» Exercise description: Look at the entries below and restate word for word the lines from the first through the one that has "pub struct LevelCapsService<'a>".

» Supplied information:
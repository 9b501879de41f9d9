use chrono::{DateTime, Utc};
use sea_orm::DatabaseConnection;

use crate::server::{
    data::level_caps::LevelCapsRepository,
    error::AppError,
    model::level_caps::{GlobalLevelCapConfig, LevelCapChange, UpdateGlobalConfigParam},
};

/// Version reported before any configuration exists.
const EMPTY_VERSION: &str = "0";

/// Number of history entries returned to the admin panel.
const HISTORY_LIMIT: u64 = 50;

pub struct LevelCapsService<'a> {
    db: &'a DatabaseConnection,
}

impl<'a> LevelCapsService<'a> {
    pub fn new(db: &'a DatabaseConnection) -> Self {
        Self { db }
    }

    /// Gets the configuration version and the time it was last updated.
    ///
    /// Reading the version never creates the singleton; without one the version is
    /// `"0"` and the timestamp is the current time.
    pub async fn version(&self) -> Result<(String, DateTime<Utc>), AppError> {
        match LevelCapsRepository::new(self.db).get().await? {
            Some(level_caps) => Ok((level_caps.version()?, level_caps.updated_at)),
            None => Ok((EMPTY_VERSION.to_string(), Utc::now())),
        }
    }

    pub async fn get_config(&self) -> Result<GlobalLevelCapConfig, AppError> {
        let level_caps = LevelCapsRepository::new(self.db)
            .get_or_create_default()
            .await?;

        Ok(level_caps.global_config)
    }

    pub async fn update_config(
        &self,
        param: UpdateGlobalConfigParam,
    ) -> Result<GlobalLevelCapConfig, AppError> {
        let admin = param.admin.clone();
        let level_caps = LevelCapsRepository::new(self.db)
            .update_global_config(param)
            .await?;

        tracing::info!("Level caps configuration updated by {}", admin);

        Ok(level_caps.global_config)
    }

    pub async fn history(&self) -> Result<Vec<LevelCapChange>, AppError> {
        LevelCapsRepository::new(self.db)
            .get_history(HISTORY_LIMIT)
            .await
    }
}
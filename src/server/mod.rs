//! HTTP backend for the Cobblemon portal.
//!
//! A request enters through `router`, lands in a `controller` handler that checks
//! input and access, then calls a `service`. Services hold the game rules (starters,
//! shop claims, level caps) and talk to the store only through the `data`
//! repositories, which hand back `model` types rather than entities. `error` turns
//! failures into status codes and `middleware` wraps the session and the admin guard.
//!
//! `config`, `startup` and `state` build the long-lived handles once in `main`.

pub mod config;
pub mod controller;
pub mod data;
pub mod error;
pub mod middleware;
pub mod model;
pub mod router;
pub mod service;
pub mod startup;
pub mod state;
pub mod util;
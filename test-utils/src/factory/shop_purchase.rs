//! Shop purchase factory for creating pending purchase entities.

use chrono::Utc;
use sea_orm::{ActiveModelTrait, ActiveValue, DatabaseConnection, DbErr};

/// Factory for creating test shop purchases.
pub struct ShopPurchaseFactory<'a> {
    db: &'a DatabaseConnection,
    uuid: String,
    username: String,
    ball_id: String,
    quantity: i32,
    claimed: bool,
}

impl<'a> ShopPurchaseFactory<'a> {
    /// Creates a new factory for a purchase owned by the given Minecraft UUID.
    ///
    /// Defaults to one unclaimed `poke_ball`.
    pub fn new(db: &'a DatabaseConnection, uuid: impl Into<String>) -> Self {
        Self {
            db,
            uuid: uuid.into(),
            username: "Unknown".to_string(),
            ball_id: "poke_ball".to_string(),
            quantity: 1,
            claimed: false,
        }
    }

    pub fn ball_id(mut self, ball_id: impl Into<String>) -> Self {
        self.ball_id = ball_id.into();
        self
    }

    pub fn quantity(mut self, quantity: i32) -> Self {
        self.quantity = quantity;
        self
    }

    pub fn claimed(mut self, claimed: bool) -> Self {
        self.claimed = claimed;
        self
    }

    pub async fn build(self) -> Result<entity::shop_purchase::Model, DbErr> {
        let now = Utc::now();
        entity::shop_purchase::ActiveModel {
            uuid: ActiveValue::Set(self.uuid),
            username: ActiveValue::Set(self.username),
            ball_id: ActiveValue::Set(self.ball_id),
            quantity: ActiveValue::Set(self.quantity),
            purchased_at: ActiveValue::Set(now),
            claimed: ActiveValue::Set(self.claimed),
            claimed_at: ActiveValue::Set(if self.claimed { Some(now) } else { None }),
            ..Default::default()
        }
        .insert(self.db)
        .await
    }
}

/// Creates an unclaimed purchase with default values for the given UUID.
pub async fn create_purchase(
    db: &DatabaseConnection,
    uuid: impl Into<String>,
) -> Result<entity::shop_purchase::Model, DbErr> {
    ShopPurchaseFactory::new(db, uuid).build().await
}
//! SeaORM entities for every collection persisted by the portal.

pub mod prelude;

pub mod level_cap_change;
pub mod level_caps;
pub mod shop_purchase;
pub mod user;
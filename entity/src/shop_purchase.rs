use sea_orm::entity::prelude::*;

#[derive(Clone, Debug, PartialEq, Eq, DeriveEntityModel)]
#[sea_orm(table_name = "shop_purchase")]
pub struct Model {
    #[sea_orm(primary_key)]
    pub id: i32,
    /// Minecraft UUID of the buyer.
    pub uuid: String,
    pub username: String,
    pub ball_id: String,
    pub quantity: i32,
    pub purchased_at: DateTimeUtc,
    pub claimed: bool,
    pub claimed_at: Option<DateTimeUtc>,
}

#[derive(Copy, Clone, Debug, EnumIter, DeriveRelation)]
pub enum Relation {}

impl ActiveModelBehavior for ActiveModel {}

» Your response:
repository 9b501879de41f9d9
use chrono::{DateTime, Utc};
use sea_orm::DatabaseConnection;

use crate::server::{
    data::level_caps::LevelCapsRepository,
    error::AppError,
    model::level_caps::{GlobalLevelCapConfig, LevelCapChange, UpdateGlobalConfigParam},
};

/// Version reported before any configuration exists.
const EMPTY_VERSION: &str = "0";

/// Number of history entries returned to the admin panel.
const HISTORY_LIMIT: u64 = 50;

pub struct LevelCapsService<'a> {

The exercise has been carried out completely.